Ja, je älter man wird, desto greifbarer ist der Tod. Aber im Grunde habe ich mich mein ganzes Leben mit dem Tod beschäftigt. Schon als Jugendlicher.

Ziele, Erfolg, Familie, Abenteuer, etwas Aufbauen... hätte das alles nur dann Sinn, wenn wir unsterblich wären?

Vielleicht hat es nur Sinn, weil wir sterblich sind. Weil wir die uns gegebene Zeit optimal nutzen möchten. Unsterblichkeit könnte Stillstand, unendliche Langeweile und Ödnis bedeuten.

Im Fernsehen haben wir uns daran gewöhnt, täglich Menschen sterben zu sehen. Und in Kriegen und in Hungersnöten sterben täglich Tausende. Wie sehr berührt Sie das?

Das Fernsehen erzeugt eine schreckliche Distanz zu den Dingen. Erlebe ich Leid und Not direkt vor meiner Tür, in meiner Stadt, in meinem Land, betrifft es mich emotional viel intensiver. Je älter ich allerdings werde, desto dünnhäutiger werde ich bei den Schreckensbildern im Fernsehen.
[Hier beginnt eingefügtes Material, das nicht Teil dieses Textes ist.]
//! Frame sources
//!
//! - `ImageSequenceSource` - decoded video frames stored as image files
//! - `BlankFrameSource` - fixed-size black frames, for replaying recorded
//!   detector output without the footage

use crate::domain::types::Frame;
use crate::services::pipeline::PipelineError;
use anyhow::Context;
use image::RgbImage;
use std::path::{Path, PathBuf};
use tracing::info;

pub trait FrameSource: Send {
    /// Next frame in order, `None` when the stream is exhausted
    fn next_frame(&mut self) -> anyhow::Result<Option<Frame>>;
}

const IMAGE_EXTENSIONS: [&str; 3] = ["jpg", "jpeg", "png"];

fn is_image(path: &Path) -> bool {
    path.extension()
        .and_then(|e| e.to_str())
        .map(|e| IMAGE_EXTENSIONS.iter().any(|ext| e.eq_ignore_ascii_case(ext)))
        .unwrap_or(false)
}

/// Image files in a directory, read in file-name order.
/// Frame indices are 1-based positions in that order.
pub struct ImageSequenceSource {
    files: Vec<PathBuf>,
    position: usize,
}

impl ImageSequenceSource {
    pub fn open<P: AsRef<Path>>(dir: P) -> Result<Self, PipelineError> {
        let dir = dir.as_ref();
        let unavailable = |reason: String| PipelineError::SourceUnavailable {
            source_name: dir.display().to_string(),
            reason,
        };

        let entries = std::fs::read_dir(dir).map_err(|e| unavailable(e.to_string()))?;
        let mut files: Vec<PathBuf> = entries
            .filter_map(|entry| entry.ok().map(|e| e.path()))
            .filter(|path| path.is_file() && is_image(path))
            .collect();
        if files.is_empty() {
            return Err(unavailable("no image frames found".to_string()));
        }
        files.sort();

        info!(dir = %dir.display(), frames = %files.len(), "frame_source_opened");
        Ok(Self { files, position: 0 })
    }

    pub fn len(&self) -> usize {
        self.files.len()
    }

    pub fn is_empty(&self) -> bool {
        self.files.is_empty()
    }
}

impl FrameSource for ImageSequenceSource {
    fn next_frame(&mut self) -> anyhow::Result<Option<Frame>> {
        let Some(path) = self.files.get(self.position) else {
            return Ok(None);
        };
        // advance first so an undecodable file is skipped on the next call
        self.position += 1;
        let image = image::open(path)
            .with_context(|| format!("Failed to decode frame {}", path.display()))?
            .to_rgb8();
        Ok(Some(Frame { index: self.position as u64, image }))
    }
}

pub struct BlankFrameSource {
    count: u64,
    width: u32,
    height: u32,
    next_index: u64,
}

impl BlankFrameSource {
    pub fn new(count: u64, width: u32, height: u32) -> Self {
        Self { count, width, height, next_index: 1 }
    }
}

impl FrameSource for BlankFrameSource {
    fn next_frame(&mut self) -> anyhow::Result<Option<Frame>> {
        if self.next_index > self.count {
            return Ok(None);
        }
        let frame = Frame { index: self.next_index, image: RgbImage::new(self.width, self.height) };
        self.next_index += 1;
        Ok(Some(frame))
    }
}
Was hat Sie bewogen, sich Ihre Lesung von dem renommierten Regisseur und Autor John von Düffel inszenieren zu lassen?

Ich gehe auf große Lese-Tour durch ganz Deutschland und auch in der Schweiz werde ich auftreten. Meine Agentur hat mich mit John von Düffel zusammengebracht, worüber ich sehr glücklich bin. Ich schätze John von Düffel schon sehr lange und begleite sein künstlerisches Schaffen seit ich auf Arte vor vielen Jahren eine Dokumentation über das Thema „Wie entsteht ein Roman“ gesehen habe. Dort wurde John von Düffels Zusammenarbeit mit seinem damaligen Lektor dokumentiert. Ich empfinde es als große Ehre, dass er die Inszenierung meiner Lesetour übernommen hat.

Ihre Lesungen sollen interaktiv werden. Auf welche Weise wollen Sie mit dem Publikum ins Gespräch kommen?

Mitten in der Veranstaltung gibt es einen großen Publikumsblock. Ich weiß überhaupt nicht, was auf mich zukommt. Sehr spannend. Das Publikum soll der Star sein. Die Leute können sprechen, fragen, agieren, was auch immer. Ich lasse mich überraschen.

Angeblich planen Sie auch eine neue Talkshow, bei der Sie Gäste von der Straße besuchen und sich von ihnen deren Geschichte erzählen lassen. Warum wollen Sie zurück ins Fernsehen?

Das ist noch völlig ungewiss. Wir konzipieren und überlegen gerade. Der Talk mit völlig unbekannten Menschen aber interessiert mich sehr. Nach 23 000 geführten Telefoninterviews würde ich meine Gesprächspartner gerne einmal sehen.

Wie sehr nehmen Sie in Ihrem neuen Lebensabschnitt jetzt am Geschehen am Tag teil. Und – vermissen Sie nicht manchmal die Nacht und ihre besondere Qualität?

Ich vermisse die intensiven nächtlichen Gespräche mit meinen Anrufern, die vielen Kontakte mit so unterschiedlichen Menschen. Aber ich genieße es sehr, wieder am Tage leben zu können. Fast 22 Jahre Nachtarbeiten waren genug.